Masters of American Comics

November 20, 2005 - March 12, 2006

 

The Hammer Museum and The Museum of Contemporary Art, Los Angeles (MOCA) present the landmark exhibition Masters of American Comics simultaneously at both museums from November 20, 2005 through March 12, 2006. Co-organized by the Hammer Museum and MOCA in a major institutional collaboration, this large-scale exhibition features in-depth presentations of work by 15 influential artists who shaped the development of the American comic strip and comic book as an art form during the past century. This is the first major art museum exhibition to examine comic strips and books on this scale, with over 900 sketches, drawings, proofs, newspaper Sunday pages, and comic books by Winsor McCay, Lyonel Feininger, George Herriman, E.C. Segar, Frank King, Chester Gould, Milton Caniff, Charles M. Schulz, Will Eisner, Jack Kirby, Harvey Kurtzman, R. Crumb, Art Spiegelman, Gary Panter, and Chris Ware. (left: Milton Caniff, Steve Canyon, detail, January 26, 1947, newspaper Sunday page. Reproduced with permission of the Milton Caniff Estate)
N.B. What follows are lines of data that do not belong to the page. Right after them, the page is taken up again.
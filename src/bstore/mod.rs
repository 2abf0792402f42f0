//! Block Store Module
//!
//! Durable, cached storage for fixed-format tree blocks plus the superblock
//! registry that names each stream generation.
//!
//! ## Responsibilities
//! - Allocate block addresses stamped with a strictly increasing MIBID
//! - Persist blocks and serve them through a bounded LRU cache
//! - Publish superblocks only after their blocks are durable
//! - Reclaim blocks that no live generation can reach
//!
//! ## File Format
//! ```text
//! blocks.dat / superblocks.log
//! ┌────────────────────────────────────────┐
//! │ Header: Magic (4) | Version: u16 (2)   │
//! ├────────────────────────────────────────┤
//! │ Frame                                  │
//! │ ┌─────────┬─────────┬────────────────┐ │
//! │ │ Len (4) │ CRC (4) │ bincode payload│ │
//! │ └─────────┴─────────┴────────────────┘ │
//! │ ... (repeated, append-only)            │
//! └────────────────────────────────────────┘
//! ```
//!
//! Block frames carry either a written block (address, MIBID, stream, node)
//! or a free marker. Replaying the log rebuilds the allocation table.

mod block;
mod cache;
mod datafile;
mod frame;
mod journal;
mod store;

pub use block::{Block, ChildRef, CoreNode, VectorNode, KFACTOR, KSHIFT, VSIZE};
pub use cache::BlockCache;
pub use journal::{JournalSuperblockStore, MemorySuperblockStore, SuperblockStore};
pub use store::BlockStore;

use serde::{Deserialize, Serialize};
use uuid::Uuid;

/// Opaque block address; 0 is never allocated
pub type BlockAddr = u64;

/// Sentinel generation meaning "the newest published generation"
pub const LATEST_GENERATION: u64 = u64::MAX;

/// Root pointer record for one stream generation
#[derive(Debug, Clone, Copy, PartialEq, Eq, Serialize, Deserialize)]
pub struct Superblock {
    pub stream: Uuid,
    pub generation: u64,
    /// Root block, `None` for an empty tree
    pub root: Option<BlockAddr>,
    /// Allocation watermark: every block in this generation has a smaller MIBID
    pub mibid: u64,
}

impl Superblock {
    /// The implicit, empty generation 0 every stream starts from
    pub fn empty(stream: Uuid) -> Self {
        Self {
            stream,
            generation: 0,
            root: None,
            mibid: 0,
        }
    }
}

/// Result of a full-store consistency scan
#[derive(Debug, Clone, Copy, Default, PartialEq, Eq)]
pub struct BlockReport {
    /// Blocks written and not freed
    pub allocated: u64,
    /// Addresses on the free list
    pub free: u64,
    /// References from live generations that do not resolve to a valid block
    pub inconsistent: u64,
    /// Written blocks no live generation can reach
    pub leaked: u64,
}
Following its Los Angeles debut, the exhibition travels to additional U.S. venues at the Milwaukee Art Museum from April 27 to August 13, 2006 and to The Jewish Museum, New York and the Newark Museum, New Jersey from September 15, 2006 to January 28, 2007.

Unprecedented in its scope, the exhibition provides understanding and insight into the medium of comics as an art form. The work in Masters of American Comics will be organized chronologically to be on view simultaneously at both Los Angeles institutions. Special admission offers and shared membership benefits will be available during the run of the exhibition.

"Among the most innovative and influential art forms of the 20th century, comics have made a singular impact on visual culture that continues to this day," said MOCA Director Jeremy Strick. "This unprecedented museum partnership underscores the importance of the art form, and the extraordinary contributions of these 15 artists."

Comic strips and comic books were among the most popular and influential forms of mass media in the 20th century, and have been described as "one of America's few indigenous art forms" by Art Spiegelman. These 15 comic art masters defined an original form and raised it to the highest levels of artistic expression, reflecting on American culture with critical insight as well as popular appeal.

"Comic strips and comic books are quintessential components of American culture," said Hammer Director Ann Philbin. "We are very pleased to present an extensive exhibition that brings to light the work of these 15 cartoonists and establishes their roles as significant American artists with mesmerizing storytelling abilities, brilliant draftsmanship, and often biting social commentary." (right: Gary Panter, RAW No. 3, 1981, printed magazine cover. Collection of Art Spiegelman. Reproduced with the permission of the artist and Pantheon Publishers. Photo by Robert Wedemeyer)

 

EXHIBITION

Masters of American Comics is the first art museum exhibition to examine comic strips and books on this expansive scale, with over 900 objects on view at the two institutions. Each artist is represented by in-depth groupings presented as a series of individual retrospectives featuring a range of each artist's works from conceptual sketches and finished drawings to printer's proofs, tear sheets, printed newspapers, comics books, and graphic novels. The exhibition environment and display cases are specifically designed by Chu + Gooding Architects, unifying the presentations at both museums, and highlighting the unique contributions of these masters and the ways in which they reinvented the medium to significantly influence their peers and subsequent generations.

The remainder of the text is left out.